Foreign investors pumped US$16.24 billion into Vietnam in the first seven months of 2023, up 4.5 per cent year-on-year.
Electric wire and cable is produced at Taiwan-invested Nienyi Vietnam Industrial Co in Bac Giang province
Foreign investment registered in Vietnam showed signs of recovery in the first seven months of this year, according to the Ministry of Planning and Investment's Foreign Investment Agency (FIA).
During the reviewed period, foreign investors pumped US$16.24 billion into the country, up 4.5 per cent year-on-year, the FIA said.
The agency noted that for the first time in 2023, total registered investment capital soared after witnessing consecutive decreases over six months. In July alone, foreign investment reached over $2.8 billion, up 8.9 per cent month-on-month and 85.7 per cent year-on-year.
Nearly $7.84 billion was injected into 1,627 new projects during the period, an increase of 75.5 per cent in the number of projects and 38.6 per cent in level of capital against last year’s corresponding period.
At the same time, $4.14 billion came from 1,627 transactions of capital contribution and share purchases made by foreign investors, up 60.7 per cent in capital and down 10.6 per cent in number.
Meanwhile, nearly $4.16 billion, down 42.5 per cent year-on-year in capital, was added to 736 existing projects, up 27.1 per cent year-on-year in number of projects.
Director of the FIA Do Nhat Hoang said the growth rate of the number of new projects nearly doubled that of total investment capital. These figures showed that foreign financiers continued to place their trust in the local investment environment as they continued making new investment decisions in the Vietnamese market.
Hoang also delivered the same comment for capital added to existing projects. He said though adjusted investment capital was decreasing, it tended to improve month by month. Meanwhile, the number of projects which saw capital added still increased over the same period. That once again has confirmed investors' confidence in Vietnam's investment climate, so they continued to expand their existing projects.
In line with this, a significant positive sign is that the disbursed capital stood at an estimated $11.58 billion in seven months, a slight annual increase of 0.8 per cent. The move, therefore, demonstrated the Government's drastic solutions for providing effective support and removing difficulties for enterprises in the process of capital disbursement.
According to the FIA, the manufacturing and processing sector led in foreign investment attraction, with $10.93 billion or 67.3 per cent of the total capital. It was followed by real estate with 1.61 billion or 9.9 per cent.
Next was the banking and finance sector with over $1.53 billion and science and technology with $738 million.
In the January-July period, there were 94 countries and territories pouring capital into Vietnam, in which Singapore topped the list with $3.64 billion, down 15.5 per cent year-on-year. It was followed by South Korea ($2.34 billion) and China ($2.33 billion).

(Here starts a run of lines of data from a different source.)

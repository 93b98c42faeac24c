//! Mony Core Library
//!
//! Shared functionality for the Mony receipt and transaction backend:
//! - Transaction model and business rules
//! - Currency precision table
//! - Pluggable vision model backends (Ollama, OpenAI-compatible, mock)
//! - Model output recovery and receipt schema validation
//! - Receipt pipeline (upload checks, extraction, promotion)
//! - Database access, filtering, sorting and aggregation

pub mod ai;
pub mod config;
pub mod currency;
pub mod db;
pub mod error;
pub mod models;
pub mod pipeline;
pub mod prompts;
pub mod validate;

/// Test utilities including mock Ollama server
#[cfg(any(test, feature = "test-utils"))]
pub mod test_utils;

pub use ai::{
    AIBackend, AIClient, MockBackend, MockReply, OllamaBackend, OpenAICompatibleBackend,
    ReceiptExtractor,
};
pub use config::{Config, ExtractionConfig};
pub use currency::CurrencyTable;
pub use db::{Database, ListParams, Page, Sort, SortField, SortOrder, TransactionFilter};
pub use error::{Error, FieldError, Result};
pub use models::{
    ExtractionOutcome, MonthlySummary, NewTransaction, ReceiptExtraction, ReceiptItem,
    Statistics, Transaction, TransactionPage, TransactionType, TypeTotal, Warning,
};
pub use pipeline::{ReceiptPipeline, ReceiptSubmission, Stage};
pub use prompts::{Prompt, PromptId};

The majority of new investment projects focus on provinces and cities such as Ha Noi, Hai Phong, Ho Chi Minh city, Bac Giang, Binh Duong, Bac Ninh, and Dong Nai.
Foreign investors from Asia still accounted for a large proportion, including six traditional investment partners, such as Singapore, Japan, mainland China, South Korea, Hong Kong, and Taiwan, which made up 78.2 per cent of the country’s total investment capital in the reviewed period.

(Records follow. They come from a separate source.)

//! Pluggable vision model backends
//!
//! # Architecture
//!
//! - `AIBackend` trait: one multimodal completion call plus health/identity
//! - `AIClient` enum: concrete wrapper providing Clone + compile-time dispatch
//! - Backend implementations: `OllamaBackend`, `OpenAICompatibleBackend`, `MockBackend`
//! - `ReceiptExtractor`: prompt, timeout, retry, JSON recovery and validation
//!
//! # Configuration
//!
//! Environment variables:
//! - `AI_BACKEND`: Backend to use (ollama, openai_compatible, mock). Default: ollama
//! - `OLLAMA_HOST`: Ollama server URL (required for ollama backend)
//! - `OLLAMA_VISION_MODEL` / `OLLAMA_MODEL`: Vision model name (default: llama3.2-vision)
//! - `OPENAI_COMPATIBLE_HOST`: Server URL (required for openai_compatible backend)
//! - `OPENAI_COMPATIBLE_MODEL`: Model name (default: gpt-4o-mini)
//! - `OPENAI_COMPATIBLE_API_KEY`: API key if required (optional)

mod extractor;
mod mock;
mod ollama;
mod openai_compatible;
pub mod parsing;

pub use extractor::ReceiptExtractor;
pub use mock::{MockBackend, MockReply};
pub use ollama::{OllamaBackend, DEFAULT_OLLAMA_VISION_MODEL};
pub use openai_compatible::OpenAICompatibleBackend;

use async_trait::async_trait;

use crate::error::Result;

/// Trait implemented by every model provider
#[async_trait]
pub trait AIBackend: Send + Sync {
    /// Send a text instruction plus one image and return the raw text answer
    async fn vision_completion(
        &self,
        prompt: &str,
        image_data: &[u8],
        media_type: &str,
    ) -> Result<String>;

    /// Check if the backend is available
    async fn health_check(&self) -> bool;

    /// Get the model name
    fn model(&self) -> &str;

    /// Get the host URL (for logging)
    fn host(&self) -> &str;
}

/// Concrete AI client enum
#[derive(Clone)]
pub enum AIClient {
    /// Ollama backend (HTTP API)
    Ollama(OllamaBackend),
    /// OpenAI-compatible backend (vLLM, LocalAI, llama-server, etc.)
    OpenAICompatible(OpenAICompatibleBackend),
    /// Mock backend for testing
    Mock(MockBackend),
}

impl AIClient {
    /// Create an AI client from environment variables
    ///
    /// Returns None if the selected backend's host variable is not set.
    pub fn from_env() -> Option<Self> {
        let backend = std::env::var("AI_BACKEND").unwrap_or_else(|_| "ollama".to_string());

        match backend.to_lowercase().as_str() {
            "ollama" => OllamaBackend::from_env().map(AIClient::Ollama),
            "openai_compatible" | "openai" | "vllm" | "localai" | "llamacpp" => {
                OpenAICompatibleBackend::from_env().map(AIClient::OpenAICompatible)
            }
            "mock" => Some(AIClient::Mock(MockBackend::new())),
            _ => {
                tracing::warn!(backend = %backend, "Unknown AI_BACKEND, falling back to ollama");
                OllamaBackend::from_env().map(AIClient::Ollama)
            }
        }
    }

    /// Create an Ollama backend directly
    pub fn ollama(host: &str, model: &str) -> Self {
        AIClient::Ollama(OllamaBackend::new(host, model))
    }

    /// Create a mock backend for testing
    pub fn mock() -> Self {
        AIClient::Mock(MockBackend::new())
    }

}

// Implement AIBackend for AIClient by delegating to the inner backend
#[async_trait]
impl AIBackend for AIClient {
    async fn vision_completion(
        &self,
        prompt: &str,
        image_data: &[u8],
        media_type: &str,
    ) -> Result<String> {
        match self {
            AIClient::Ollama(b) => b.vision_completion(prompt, image_data, media_type).await,
            AIClient::OpenAICompatible(b) => {
                b.vision_completion(prompt, image_data, media_type).await
            }
            AIClient::Mock(b) => b.vision_completion(prompt, image_data, media_type).await,
        }
    }

    async fn health_check(&self) -> bool {
        match self {
            AIClient::Ollama(b) => b.health_check().await,
            AIClient::OpenAICompatible(b) => b.health_check().await,
            AIClient::Mock(b) => b.health_check().await,
        }
    }

    fn model(&self) -> &str {
        match self {
            AIClient::Ollama(b) => b.model(),
            AIClient::OpenAICompatible(b) => b.model(),
            AIClient::Mock(b) => b.model(),
        }
    }

    fn host(&self) -> &str {
        match self {
            AIClient::Ollama(b) => b.host(),
            AIClient::OpenAICompatible(b) => b.host(),
            AIClient::Mock(b) => b.host(),
        }
    }
}

#[cfg(test)]
mod tests {
    use super::*;

    #[test]
    fn test_ai_client_mock() {
        let client = AIClient::mock();
        assert_eq!(client.model(), "mock");
        assert_eq!(client.host(), "mock://localhost");
    }

    #[test]
    fn test_ollama_client() {
        let client = AIClient::ollama("http://localhost:11434", "llava");
        assert_eq!(client.model(), "llava");
        assert_eq!(client.host(), "http://localhost:11434");
    }

    #[tokio::test]
    async fn test_mock_delegation() {
        let client = AIClient::Mock(MockBackend::with_text("{}"));
        assert!(client.health_check().await);
        let text = client
            .vision_completion("p", b"img", "image/png")
            .await
            .unwrap();
        assert_eq!(text, "{}");
    }
}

According to experts, the recent moves of some investors have shown that foreign investment would likely soon recover.
South Korean Hyosung Group has announced a plan to develop a $1 billion carbon fibre factory in the southern province of Ba Ria-Vung Tau with the first phase investment of $160 million, baodautu.vn reported.
Earlier, the company has implemented several projects with a combined investment capital of about $3.5 billion in four localities including Ba Ria-Vung Tau, Dong Nai, Quang Nam and Bac Ninh.

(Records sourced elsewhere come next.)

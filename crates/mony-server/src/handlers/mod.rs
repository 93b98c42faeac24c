//! HTTP request handlers organized by domain
//!
//! Each submodule contains handlers for a specific API area.

pub mod health;
pub mod receipts;
pub mod reports;
pub mod transactions;

// Re-export all handlers for use in router
pub use health::*;
pub use receipts::*;
pub use reports::*;
pub use transactions::*;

During a recent Vietnam-Korea Business Forum, chairman of the Hyosung Group Cho Hyun Joon said his firm considered Vietnam a strategic market. He said that his group would not only want to expand the scale but also turn the country into a sustainable investment destination.
An investor - Thailand-based Runergy PV Technology Co - will invest $293 million in a factory producing monocrystalline silicon rods and semiconductor platters at the Dong Nam Economic Zone in Nghe An province.
Meanwhile, Suntory Pepsico has received a nod from Long An province to invest $185 million in a beverage plant in Long An province's Huu Thanh industrial park. Along with that, Yokorei Vietnam Co. will build cold storage worth about $52 million in the province besides AEON Vietnam's $45 million project.
Experts said opportunities were available. However, whether foreign investment in Vietnam got a strong recovery depended greatly on Vietnam's policy response. In the report on foreign investment attraction in the first seven months of the year, the FIA continued to highlight the impact of global minimum tax enforcement on investment decision-making of big giants.
At a recent meeting on law-making, Prime Minister Pham Minh Chinh said that the Government would propose policies regarding the global minimum tax to the National Assembly for discussion and approval in October.
Introducing policies to come up with the global minimum tax was essential for Vietnam to ensure tax revenue but remain attractive to foreign investors as many countries are adopting the initiative.